→ Data in this exercise

===

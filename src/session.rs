// Interactive trade entry.
//
// Prompts for the current week, the user's roster counts and both sides of
// the trade, re-asking until each answer validates. Input and output are
// generic so the whole conversation can be driven from a byte slice in tests.

use std::collections::HashSet;
use std::io::{self, BufRead, Write};

use thiserror::Error;
use tracing::{debug, info};

use crate::config::Config;
use crate::evaluator::{InjuryRisks, TradeEvaluator};
use crate::input::{self, InputError};
use crate::position::Position;
use crate::report::{TradeReport, TradeSide};
use crate::roster::{IdealRoster, Roster};
use crate::store::{LookupError, ReferenceStore};

#[derive(Debug, Error)]
pub enum SessionError {
    #[error("I/O error: {0}")]
    Io(#[from] io::Error),

    #[error("input ended before the trade was complete")]
    InputClosed,

    #[error(transparent)]
    Lookup(#[from] LookupError),
}

pub struct Session<'s, R, W> {
    store: &'s ReferenceStore,
    input: R,
    output: W,
}

impl<'s, R: BufRead, W: Write> Session<'s, R, W> {
    pub fn new(store: &'s ReferenceStore, input: R, output: W) -> Self {
        Session {
            store,
            input,
            output,
        }
    }

    /// Run the whole conversation and produce the report. `week` skips the
    /// week prompt when already known.
    pub fn run(&mut self, config: &Config, week: Option<u8>) -> Result<TradeReport, SessionError> {
        let current_week = match week {
            Some(w) => w,
            None => self.prompt_week()?,
        };
        let evaluator = TradeEvaluator::with_weights(self.store, current_week, config.weights);
        let mut roster = self.prompt_roster(IdealRoster::from_config(&config.league.ideal_roster))?;

        let mut taken = HashSet::new();
        writeln!(self.output, "\nEnter the players you are trading for:")?;
        let acquired = self.prompt_side(&mut taken)?;
        writeln!(self.output, "\nEnter the players you are trading away:")?;
        let departed = self.prompt_side(&mut taken)?;

        info!(
            "evaluating trade: {:?} for {:?} at week {}",
            acquired.players, departed.players, current_week
        );
        let report = TradeReport::build(&evaluator, self.store, &mut roster, &acquired, &departed)?;
        Ok(report)
    }

    pub fn prompt_week(&mut self) -> Result<u8, SessionError> {
        self.prompt("Enter the current week (1-17): ", input::parse_week)
    }

    /// Ask for the current count at every position, in display order.
    pub fn prompt_roster(&mut self, ideal: IdealRoster) -> Result<Roster, SessionError> {
        let mut roster = Roster::new(ideal);
        for pos in Position::DISPLAY_ORDER {
            let question = format!("How many {pos} players do you currently have? ");
            let count = self.prompt(&question, input::parse_roster_count)?;
            roster.set_count(pos, count);
        }
        Ok(roster)
    }

    /// Ask for one side of the trade. Names already in `taken` are refused
    /// and accepted names are added to it.
    pub fn prompt_side(&mut self, taken: &mut HashSet<String>) -> Result<TradeSide, SessionError> {
        let count = self.prompt(
            "How many players do you want to input? (Max 5) ",
            input::parse_player_count,
        )?;

        let store = self.store;
        let mut side = TradeSide {
            players: Vec::with_capacity(count),
            risks: InjuryRisks::new(),
        };
        for _ in 0..count {
            let name = self.prompt("Enter player's full name (First Last): ", |raw| {
                let name = input::validate_player_name(raw, store)?;
                if taken.contains(&name) {
                    return Err(InputError::DuplicatePlayer(name));
                }
                Ok(name)
            })?;
            let question = format!(
                "How likely do you think {name} will get injured? \
                 (1-10, where 10 means currently injured): "
            );
            let rating = self.prompt(&question, input::parse_injury_rating)?;

            taken.insert(name.clone());
            side.risks.insert_rating(name.clone(), rating);
            side.players.push(name);
        }
        Ok(side)
    }

    /// Ask `question` until `parse` accepts the answer.
    fn prompt<T>(
        &mut self,
        question: &str,
        mut parse: impl FnMut(&str) -> Result<T, InputError>,
    ) -> Result<T, SessionError> {
        loop {
            write!(self.output, "{question}")?;
            self.output.flush()?;
            let line = self.read_line()?;
            match parse(&line) {
                Ok(value) => return Ok(value),
                Err(e) => {
                    debug!("rejected input {:?}: {}", line, e);
                    writeln!(self.output, "{e}")?;
                }
            }
        }
    }

    fn read_line(&mut self) -> Result<String, SessionError> {
        let mut line = String::new();
        if self.input.read_line(&mut line)? == 0 {
            return Err(SessionError::InputClosed);
        }
        Ok(line.trim_end_matches(['\r', '\n']).to_string())
    }
}

#[cfg(test)]
mod tests {
    use super::*;
    use crate::store::TableRow;
    use std::collections::HashMap;

    fn store() -> ReferenceStore {
        ReferenceStore::from_tables(
            vec![
                (Position::Quarterback, vec![TableRow::new("Josh Allen", "BUF", 300.0)]),
                (Position::RunningBack, vec![TableRow::new("Saquon Barkley", "PHI", 250.0)]),
            ],
            vec![
                (Position::Quarterback, vec![TableRow::new("Josh Allen", "", 350.0)]),
                (Position::RunningBack, vec![TableRow::new("Saquon Barkley", "", 200.0)]),
            ],
            &HashMap::new(),
        )
    }

    fn run_prompt<T>(
        script: &str,
        f: impl FnOnce(&mut Session<'_, &[u8], &mut Vec<u8>>) -> Result<T, SessionError>,
    ) -> (Result<T, SessionError>, String) {
        let store = store();
        let mut out = Vec::new();
        let result = {
            let mut session = Session::new(&store, script.as_bytes(), &mut out);
            f(&mut session)
        };
        (result, String::from_utf8(out).unwrap())
    }

    #[test]
    fn week_reprompts_until_valid() {
        let (result, out) = run_prompt("abc\n0\n18\n7\n", |s| s.prompt_week());
        assert_eq!(result.unwrap(), 7);
        assert!(out.contains("Please enter a valid number."));
        assert_eq!(out.matches("Please enter a number between 1 and 17.").count(), 2);
    }

    #[test]
    fn roster_prompts_every_position() {
        let (result, out) = run_prompt("2\n-1\n4\n6\n1\n2\n1\n", |s| {
            s.prompt_roster(IdealRoster::default())
        });
        let roster = result.unwrap();
        assert_eq!(roster.count(Position::Quarterback), 2);
        assert_eq!(roster.count(Position::RunningBack), 4);
        assert_eq!(roster.count(Position::Kicker), 1);
        assert!(out.contains("How many DST players do you currently have?"));
        assert!(out.contains("Please enter a number of at least 0."));
    }

    #[test]
    fn oversized_roster_count_reprompts() {
        let (result, out) = run_prompt("0\n2147483647\n5\n0\n0\n0\n0\n", |s| {
            s.prompt_roster(IdealRoster::default())
        });
        let mut roster = result.unwrap();
        assert_eq!(roster.count(Position::RunningBack), 5);
        assert!(out.contains("Please enter a number between 0 and 255."));

        roster.apply_trade(&["Saquon Barkley"], &[], &store()).unwrap();
        assert_eq!(roster.count(Position::RunningBack), 6);
    }

    #[test]
    fn side_normalizes_names_and_ratings() {
        let (result, out) = run_prompt("9\n2\ntom brady\njosh allen\n4\nSAQUON BARKLEY\n10\n", |s| {
            s.prompt_side(&mut HashSet::new())
        });
        let side = result.unwrap();
        assert_eq!(side.players, vec!["Josh Allen", "Saquon Barkley"]);
        assert!((side.risks.get("Josh Allen") - 0.4).abs() < 1e-9);
        assert!((side.risks.get("Saquon Barkley") - 1.0).abs() < 1e-9);
        assert!(out.contains("Please enter a number between 1 and 5."));
        assert!(out.contains("Tom Brady not found in the database."));
    }

    #[test]
    fn side_refuses_names_already_in_trade() {
        let mut taken = HashSet::new();
        taken.insert("Josh Allen".to_string());
        let (result, out) = run_prompt("1\njosh allen\nsaquon barkley\n3\n", |s| {
            s.prompt_side(&mut taken)
        });
        let side = result.unwrap();
        assert_eq!(side.players, vec!["Saquon Barkley"]);
        assert!(out.contains("Josh Allen is already part of this trade."));
        assert!(taken.contains("Saquon Barkley"));
    }

    #[test]
    fn closed_input_is_an_error() {
        let (result, _) = run_prompt("", |s| s.prompt_week());
        assert!(matches!(result, Err(SessionError::InputClosed)));
    }

    #[test]
    fn crlf_line_endings_accepted() {
        let (result, _) = run_prompt("5\r\n", |s| s.prompt_week());
        assert_eq!(result.unwrap(), 5);
    }
}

===

→ Exercise brief
Exactly as they appear above, output the lines of the data from the first through the one that contains "pub enum SessionError", and only those lines.

→ Response
filename src/session.rs
// Interactive trade entry.
//
// Prompts for the current week, the user's roster counts and both sides of
// the trade, re-asking until each answer validates. Input and output are
// generic so the whole conversation can be driven from a byte slice in tests.

use std::collections::HashSet;
use std::io::{self, BufRead, Write};

use thiserror::Error;
use tracing::{debug, info};

use crate::config::Config;
use crate::evaluator::{InjuryRisks, TradeEvaluator};
use crate::input::{self, InputError};
use crate::position::Position;
use crate::report::{TradeReport, TradeSide};
use crate::roster::{IdealRoster, Roster};
use crate::store::{LookupError, ReferenceStore};

#[derive(Debug, Error)]
pub enum SessionError {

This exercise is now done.